In a career that spanned from Los Angeles to Washington to Houston, where he most recently was 20th-century art curator at the Menil Collection, Mr. Hopps was known for a renegade spirit that attracted much attention in the art world.
He showcased the work of leading abstract expressionists as well as emerging pop artists such as Andy Warhol and Roy Lichtenstein. Among his landmark exhibits was the first retrospective of Marcel Duchamp, the first museum exhibition of Frank Stella and "The New Painting of Common Objects," a 1962 exhibition that signaled the rise of American pop art.
He also was art director of Grand Street, a New York-based literary magazine.
Jean Stein, the publication's editor, said Mr. Hopps surpassed his job description. She said his vision guided the magazine, which combined art, literature, science and political thought and published works by internationally known artists and writers.

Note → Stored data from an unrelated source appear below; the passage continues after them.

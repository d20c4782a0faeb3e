use super::records::{CalculationRole, DataType};
use crate::store::StoreData;
use schemars::JsonSchema;
use serde::{Deserialize, Serialize};
use std::collections::HashSet;

/// Problems in parameter definitions that make a rule ineffective or ambiguous.
#[derive(Debug, Clone, PartialEq, Eq, Serialize, Deserialize, JsonSchema)]
#[serde(tag = "type")]
pub enum DefinitionWarning {
    /// The same key is declared twice for one income source; the later
    /// definition sees the same supplied value again.
    DuplicateKey { income_source_id: String, key: String },
    /// Definition refers to an income source that does not exist.
    OrphanDefinition { income_source_id: String, key: String },
    /// Enum multiplier with no multiplier table always applies 1.
    EnumMultiplierWithoutOptions { income_source_id: String, key: String },
    /// Filters only fire for boolean parameters.
    FilterNotBoolean { income_source_id: String, key: String },
    /// Multipliers on types other than number or enum always apply 1.
    MultiplierOnUnsupportedType { income_source_id: String, key: String },
    /// Multiplier table entry for a value outside the allowed enum values.
    UnknownEnumMultiplierValue {
        income_source_id: String,
        key: String,
        value: String,
    },
    /// Multiplier table entry below zero; selecting it makes the amount negative.
    NegativeMultiplier {
        income_source_id: String,
        key: String,
        value: String,
    },
}

impl DefinitionWarning {
    pub fn kind(&self) -> &'static str {
        match self {
            DefinitionWarning::DuplicateKey { .. } => "DuplicateKey",
            DefinitionWarning::OrphanDefinition { .. } => "OrphanDefinition",
            DefinitionWarning::EnumMultiplierWithoutOptions { .. } => "EnumMultiplierWithoutOptions",
            DefinitionWarning::FilterNotBoolean { .. } => "FilterNotBoolean",
            DefinitionWarning::MultiplierOnUnsupportedType { .. } => "MultiplierOnUnsupportedType",
            DefinitionWarning::UnknownEnumMultiplierValue { .. } => "UnknownEnumMultiplierValue",
            DefinitionWarning::NegativeMultiplier { .. } => "NegativeMultiplier",
        }
    }

    pub fn income_source_id(&self) -> &str {
        match self {
            DefinitionWarning::DuplicateKey { income_source_id, .. }
            | DefinitionWarning::OrphanDefinition { income_source_id, .. }
            | DefinitionWarning::EnumMultiplierWithoutOptions { income_source_id, .. }
            | DefinitionWarning::FilterNotBoolean { income_source_id, .. }
            | DefinitionWarning::MultiplierOnUnsupportedType { income_source_id, .. }
            | DefinitionWarning::UnknownEnumMultiplierValue { income_source_id, .. }
            | DefinitionWarning::NegativeMultiplier { income_source_id, .. } => {
                income_source_id
            }
        }
    }

    pub fn message(&self) -> String {
        match self {
            DefinitionWarning::DuplicateKey { key, .. } => {
                format!("'{key}' is declared more than once")
            }
            DefinitionWarning::OrphanDefinition { key, .. } => {
                format!("'{key}' belongs to an unknown income source")
            }
            DefinitionWarning::EnumMultiplierWithoutOptions { key, .. } => {
                format!("'{key}' is an enum multiplier with no multipliers; it always applies 1")
            }
            DefinitionWarning::FilterNotBoolean { key, .. } => {
                format!("'{key}' is a filter on a non-boolean parameter; it never fires")
            }
            DefinitionWarning::MultiplierOnUnsupportedType { key, .. } => {
                format!("'{key}' is a multiplier that is neither number nor enum; it always applies 1")
            }
            DefinitionWarning::UnknownEnumMultiplierValue { key, value, .. } => {
                format!("'{key}' has a multiplier for '{value}', which is not an allowed value")
            }
            DefinitionWarning::NegativeMultiplier { key, value, .. } => {
                format!("'{key}' has a negative multiplier for '{value}'")
            }
        }
    }
}

/// Check every parameter definition in the store, in listing order.
pub fn validate_definitions(data: &StoreData) -> Vec<DefinitionWarning> {
    let sources: HashSet<&str> = data.income_sources.iter().map(|s| s.id.as_str()).collect();
    let mut seen: HashSet<(&str, &str)> = HashSet::new();
    let mut warnings = Vec::new();

    for def in &data.parameter_definitions {
        let source = def.income_source_id.clone();
        let key = def.key.clone();

        if !sources.contains(def.income_source_id.as_str()) {
            warnings.push(DefinitionWarning::OrphanDefinition {
                income_source_id: source.clone(),
                key: key.clone(),
            });
        }
        if !seen.insert((def.income_source_id.as_str(), def.key.as_str())) {
            warnings.push(DefinitionWarning::DuplicateKey {
                income_source_id: source.clone(),
                key: key.clone(),
            });
        }

        match (def.calculation_role, def.data_type) {
            (CalculationRole::Multiplier, DataType::Enum) => {
                if def.options.multipliers.is_empty() {
                    warnings.push(DefinitionWarning::EnumMultiplierWithoutOptions {
                        income_source_id: source.clone(),
                        key: key.clone(),
                    });
                }
                for (value, factor) in &def.options.multipliers {
                    let allowed = def.options.values.as_ref().map_or(true, |v| v.contains(value));
                    if !allowed {
                        warnings.push(DefinitionWarning::UnknownEnumMultiplierValue {
                            income_source_id: source.clone(),
                            key: key.clone(),
                            value: value.clone(),
                        });
                    }
                    if factor.is_sign_negative() && !factor.is_zero() {
                        warnings.push(DefinitionWarning::NegativeMultiplier {
                            income_source_id: source.clone(),
                            key: key.clone(),
                            value: value.clone(),
                        });
                    }
                }
            }
            (CalculationRole::Multiplier, DataType::Boolean | DataType::Other) => {
                warnings.push(DefinitionWarning::MultiplierOnUnsupportedType {
                    income_source_id: source,
                    key,
                });
            }
            (CalculationRole::Filter, data_type) if data_type != DataType::Boolean => {
                warnings.push(DefinitionWarning::FilterNotBoolean {
                    income_source_id: source,
                    key,
                });
            }
            _ => {}
        }
    }

    warnings
}
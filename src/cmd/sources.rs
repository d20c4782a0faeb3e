//! Sources command - income sources and their parameter definitions

use crate::cmd::{print_json, GlobalArgs};
use crate::core::{IncomeSource, ParameterDefinition};
use crate::money::{display_amount, format_factor};
use clap::Args;
use serde::Serialize;
use tabled::{settings::Style, Table, Tabled};

#[derive(Args, Debug)]
pub struct SourcesCommand {
    /// Only show this income source
    #[arg(short, long)]
    source: Option<String>,

    /// Output as JSON instead of formatted tables
    #[arg(long)]
    json: bool,
}

#[derive(Debug, Serialize)]
struct SourceView<'a> {
    #[serde(flatten)]
    source: &'a IncomeSource,
    parameter_definitions: Vec<&'a ParameterDefinition>,
}

#[derive(Debug, Tabled)]
struct DefinitionRow {
    #[tabled(rename = "#")]
    position: usize,
    #[tabled(rename = "Key")]
    key: String,
    #[tabled(rename = "Label")]
    label: String,
    #[tabled(rename = "Type")]
    data_type: &'static str,
    #[tabled(rename = "Role")]
    role: &'static str,
    #[tabled(rename = "Required")]
    required: &'static str,
    #[tabled(rename = "Multipliers")]
    multipliers: String,
}

impl DefinitionRow {
    fn new(position: usize, def: &ParameterDefinition) -> Self {
        DefinitionRow {
            position,
            key: def.key.clone(),
            label: def.label.clone().unwrap_or_default(),
            data_type: def.data_type.display(),
            role: def.calculation_role.display(),
            required: if def.required { "yes" } else { "" },
            multipliers: def
                .options
                .multipliers
                .iter()
                .map(|(value, factor)| format!("{value}=x{}", format_factor(*factor)))
                .collect::<Vec<_>>()
                .join(", "),
        }
    }
}

impl SourcesCommand {
    pub fn exec(&self, global: &GlobalArgs) -> anyhow::Result<()> {
        let store = global.open_store()?;
        let data = store.data();

        let views: Vec<SourceView> = data
            .income_sources
            .iter()
            .filter(|s| self.source.as_deref().map_or(true, |id| s.id == id))
            .map(|source| SourceView {
                source,
                parameter_definitions: data
                    .parameter_definitions
                    .iter()
                    .filter(|d| d.income_source_id == source.id)
                    .collect(),
            })
            .collect();

        if let Some(id) = &self.source {
            if views.is_empty() {
                anyhow::bail!("income source not found: {id}");
            }
        }

        if self.json {
            return print_json(&views);
        }

        for view in &views {
            let source = view.source;
            let currency = source.currency.as_deref().unwrap_or("NGN");
            println!();
            println!(
                "{} ({}){}",
                source.name,
                source.id,
                source
                    .code
                    .as_deref()
                    .map(|c| format!(" [{c}]"))
                    .unwrap_or_default()
            );
            println!(
                "Default amount: {}",
                display_amount(currency, source.base_amount())
            );
            if view.parameter_definitions.is_empty() {
                println!("No parameters");
                continue;
            }
            let rows: Vec<_> = view
                .parameter_definitions
                .iter()
                .enumerate()
                .map(|(i, d)| DefinitionRow::new(i + 1, d))
                .collect();
            println!("{}", Table::new(rows).with(Style::rounded()));
        }
        Ok(())
    }
}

"He influenced so many people in the art world to care for artists the way he did," Stein said. "He cared for them and nourished them."
Mr. Hopps relished doing "small exhibitions" -- photo layouts in the magazine -- particularly when it became more difficult for him to get around, Stein said.

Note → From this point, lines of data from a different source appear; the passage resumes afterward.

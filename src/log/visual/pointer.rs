use std::{
    cmp::{max, min},
    fmt::{Formatter, Result},
};

use super::{
    super::{RESET, YELLOW},
    {get_width, Visual, BLANK, EQUAL, HIGHLIGHT, PIPE},
};
use crate::region::Region;

/// A type of `Visual` that points to a specific location within source text.
#[derive(Debug, PartialEq)]
pub struct Pointer {
    /// The line that the Pointer is pointing to.
    ///
    /// This number should be zero indexed.
    line: usize,
    /// The column that the Pointer is pointing to, measured in display width.
    ///
    /// This number should be zero indexed.
    column: usize,
    /// The display width of the object being highlighted.
    length: usize,
    /// The actual line of text that is being pointed to.
    text: String,
}

impl Pointer {
    /// Create a new Visual over the given source text and Region.
    ///
    /// Only the first line covered by the Region is highlighted.
    pub fn new(source: &str, region: Region) -> Self {
        let begin = min(region.begin, source.len());
        let before = source.get(..begin).unwrap_or_default();
        let after = source.get(begin..).unwrap_or_default();

        let line_begin = before.rfind('\n').map(|n| n + 1).unwrap_or(0);
        let line_end = after.find('\n').map(|n| begin + n).unwrap_or(source.len());
        let end = region.end.clamp(begin, line_end);

        let text = source
            .get(line_begin..line_end)
            .unwrap_or_default()
            .trim_end_matches('\r')
            .to_string();
        let column = get_width(source.get(line_begin..begin).unwrap_or_default());
        let length = max(1, get_width(source.get(begin..end).unwrap_or_default()));

        Self {
            line: region.line(source) - 1,
            column,
            length,
            text,
        }
    }

    /// Return the zero indexed line that the [`Pointer`] is pointing to.
    pub fn line(&self) -> usize {
        self.line
    }

    /// Return the zero indexed column that the [`Pointer`] is pointing to.
    pub fn column(&self) -> usize {
        self.column
    }
}

impl Visual for Pointer {
    fn display(
        &self,
        formatter: &mut Formatter<'_>,
        template: Option<&str>,
        help: Option<&str>,
    ) -> Result {
        let num = (self.line + 1).to_string();
        let col = self.column + 1;
        let pad = get_width(&num);
        let align = self.column + self.length;

        let name = template.unwrap_or("?");
        let text = &self.text;
        let underline = HIGHLIGHT.repeat(self.length);

        write!(
            formatter,
            "\n {BLANK:pad$}--> {name}:{num}:{col}\
             \n {BLANK:pad$} {PIPE}\
             \n {num:>} {PIPE} {text}\
             \n {BLANK:pad$} {PIPE} {YELLOW}{underline:>align$}{RESET}\
             \n {BLANK:pad$} {PIPE}\n",
        )?;

        if let Some(help) = help {
            writeln!(formatter, " {BLANK:pad$} {EQUAL} help: {help}")?;
        }

        Ok(())
    }
}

His last full-scale exhibition was for Beat generation artist and poet George Herms, one of the figures from Mr. Hopps's early days in Los Angeles. "George Herms: Hot Set" opened March 4 ,2005 ,at the Santa Monica Museum of Art in California, and Mr. Hopps and Herms held a talk March 8.

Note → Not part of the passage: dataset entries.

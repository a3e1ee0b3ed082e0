use crate::Error;
use serde::Serialize;
use serde_json::{to_value, Map, Value};
use std::collections::HashMap;

/// Resolves names to values while an expression is evaluated.
///
/// Implemented by [`Context`], and by [`Binding`] which layers a single
/// loop variable over another `Lookup`.
pub trait Lookup {
    /// Return the value of the given name, if any.
    fn lookup(&self, name: &str) -> Option<&Value>;
}

/// Provides storage for data that templates can be rendered against.
///
/// # Examples
///
/// ```
/// use hashblock::{Context, Lookup};
///
/// let context = Context::new()
///     .with("lat", 34.2)
///     .unwrap()
///     .with("range", 20)
///     .unwrap();
///
/// assert!(context.lookup("lat").is_some());
/// assert!(context.lookup("data").is_none());
/// ```
#[derive(Debug, Clone, Default, PartialEq)]
pub struct Context {
    data: HashMap<String, Value>,
}

impl Context {
    /// Create a new Context.
    #[inline]
    pub fn new() -> Self {
        Self {
            data: HashMap::new(),
        }
    }

    /// Insert the value into the Context.
    ///
    /// # Errors
    ///
    /// Returns an error if the serialization fails.
    pub fn insert<S, T>(&mut self, key: S, value: T) -> Result<(), Error>
    where
        S: Into<String>,
        T: Serialize,
    {
        let serialized = to_value(value)?;
        self.data.insert(key.into(), serialized);

        Ok(())
    }

    /// Insert the value into the Context.
    ///
    /// Returns the Context, so additional methods may be chained.
    ///
    /// # Errors
    ///
    /// Returns an error if the serialization fails.
    pub fn with<S, T>(mut self, key: S, value: T) -> Result<Self, Error>
    where
        S: Into<String>,
        T: Serialize,
    {
        self.insert(key, value)?;
        Ok(self)
    }

    /// Insert an already converted [`Value`] into the Context.
    #[inline]
    pub fn insert_value<S>(&mut self, key: S, value: Value)
    where
        S: Into<String>,
    {
        self.data.insert(key.into(), value);
    }

    /// Insert an already converted [`Value`] into the Context.
    ///
    /// Returns the Context, so additional methods may be chained.
    #[inline]
    pub fn with_value<S>(mut self, key: S, value: Value) -> Self
    where
        S: Into<String>,
    {
        self.insert_value(key, value);
        self
    }

    /// Get the value of the given key, if any.
    #[inline]
    pub fn get(&self, key: &str) -> Option<&Value> {
        self.data.get(key)
    }
}

impl Lookup for Context {
    #[inline]
    fn lookup(&self, name: &str) -> Option<&Value> {
        self.data.get(name)
    }
}

impl From<Map<String, Value>> for Context {
    fn from(value: Map<String, Value>) -> Self {
        Self {
            data: value.into_iter().collect(),
        }
    }
}

impl TryFrom<Value> for Context {
    type Error = Error;

    /// Create a Context from the fields of a [`Value::Object`].
    ///
    /// Fails with [`Error::Serialize`] for any other kind of `Value`.
    fn try_from(value: Value) -> Result<Self, Self::Error> {
        match value {
            Value::Object(map) => Ok(Self::from(map)),
            other => Err(Error::Serialize(serde::de::Error::custom(format!(
                "a context must be built from an object, found `{other}`"
            )))),
        }
    }
}

/// A single name layered over another [`Lookup`].
///
/// The parent is borrowed rather than copied, and the name shadows any
/// value the parent has under the same name.
///
/// # Examples
///
/// ```
/// use hashblock::{evaluate, Binding, Context};
/// use serde_json::json;
///
/// let context = Context::new().with_value("range", json!(20));
/// let grade = json!("A");
/// let binding = Binding::new(&context, "grade", &grade);
///
/// assert_eq!(evaluate("grade + range", &binding).unwrap(), json!("A20"));
/// ```
pub struct Binding<'a> {
    parent: &'a dyn Lookup,
    name: &'a str,
    value: &'a Value,
}

impl<'a> Binding<'a> {
    /// Create a new [`Binding`] of `name` to `value` over `parent`.
    #[inline]
    pub fn new(parent: &'a dyn Lookup, name: &'a str, value: &'a Value) -> Self {
        Self {
            parent,
            name,
            value,
        }
    }
}

impl Lookup for Binding<'_> {
    fn lookup(&self, name: &str) -> Option<&Value> {
        if name == self.name {
            Some(self.value)
        } else {
            self.parent.lookup(name)
        }
    }
}

#[cfg(test)]
mod tests {
    use super::{Binding, Context, Lookup};
    use crate::Error;
    use serde_json::json;

    #[test]
    fn test_insert() {
        let mut context = Context::new();
        context.insert("one", "two").unwrap();

        assert!(context
            .get("one")
            .is_some_and(|t| t.as_str().unwrap() == "two"));
    }

    #[test]
    fn test_insert_fluent() {
        assert!(Context::new()
            .with("three", "four")
            .unwrap()
            .get("three")
            .is_some_and(|t| t.as_str().unwrap() == "four"))
    }

    #[test]
    fn test_from_object() {
        let context = Context::try_from(json!({ "value": "<3", "cond": true })).unwrap();

        assert_eq!(context.lookup("cond"), Some(&json!(true)));
        assert!(matches!(
            Context::try_from(json!([1, 2])),
            Err(Error::Serialize(_))
        ));
    }

    #[test]
    fn test_binding_shadows_parent() {
        let context = Context::new()
            .with_value("item", json!("outer"))
            .with_value("other", json!(1));
        let inner = json!("inner");
        let binding = Binding::new(&context, "item", &inner);

        assert_eq!(binding.lookup("item"), Some(&json!("inner")));
        assert_eq!(binding.lookup("other"), Some(&json!(1)));
        assert_eq!(context.lookup("item"), Some(&json!("outer")));
    }

    #[test]
    fn test_binding_nested() {
        let context = Context::new();
        let first = json!(1);
        let second = json!(2);
        let outer = Binding::new(&context, "a", &first);
        let inner = Binding::new(&outer, "b", &second);

        assert_eq!(inner.lookup("a"), Some(&json!(1)));
        assert_eq!(inner.lookup("b"), Some(&json!(2)));
        assert_eq!(outer.lookup("b"), None);
    }
}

In a 1991 New Yorker magazine interview, Mr. Hopps was described as "a tall, imposing man with flowing hair and with Mephisto eyebrows that form bushy circumflex accents over blue eyes."
In the article, Mr. Hopps compared his work to one of his other passions: music. "I think that the closest analogy to installing a museum exhibition is conducting a symphony orchestra," he said.
This was a fair analogy, wrote Calvin Tompkins in the New Yorker story: "Like some artists, he has the visual equivalent of a musician's perfect pitch."
Mr. Hopps was born in Eagle Rock, Calif., on May 3, 1932. In high school, he started a photographic society and organized exhibits. During this time, he also met the influential art collectors Walter and Louise Arensberg, which further spurred his direction. He attended Stanford, Harvard and Yale universities but never earned a degree.
In 1957, he and artist Edward Kienholz opened the Ferus Gallery in Los Angeles, a legendary spot where Warhol exhibited his paintings of Campbell's soup cans.
In the 1960s, he became director of the Pasadena Art Museum in California. He left Pasadena in 1967 and later became director of the Corcoran Gallery of Art in Washington until 1972. He reportedly was fired from the Corcoran because of his habit of disappearing for hours, among other eccentric behavior.
He then was curator of 20th-century American art at what is now the Smithsonian Institution's National Museum of American Art and served in 1972 as U.S. commissioner of the Venice Biennale exhibition in Italy, where he featured artists such as photographer Diane Arbus and painters Richard Estes and Sam Gilliam.
In 1979, he settled in Houston and soon became founding director of the Menil Collection.
In 1997 Walter Hopps took the lead in the public defense of the Kloppenburg Estate, known as “the Artchive for the Future”, the ongoing affaire around the destruction of Kloppenburg’s mega sculpture by Amsterdam’s City Council.
In 1999 Walter Hopps became one of the founders of the Free International University World Art Collection, FIUWAC, together with the Dutch artist Waldo Bien and other members of the F.I.U. Amsterdam and served as its Advisory Board director.
In 2002, he was named adjunct senior curator of 20th-century art at the Solomon R. Guggenheim Museum in New York. There, he organized a traveling retrospective of the American pop artist James Rosenquist, one of his many path-breaking exhibits.
Guggenheim director Thomas Krens once called Mr. Hopps "one of the preeminent curators of his generation and a giant among his peers”, and said that he "redefined how we look at art of the modern era."
The Menil Foundation established the Walter Hopps Award for Curatorial Achievement in 2001 to recognize and encourage a continuation of Mr. Hopps's "spirited tradition of innovation and excellence."
A colleague once said Mr. Hopps merely "wanted the world to see what he saw."
Survivors include his wife, Caroline Huber of Houston.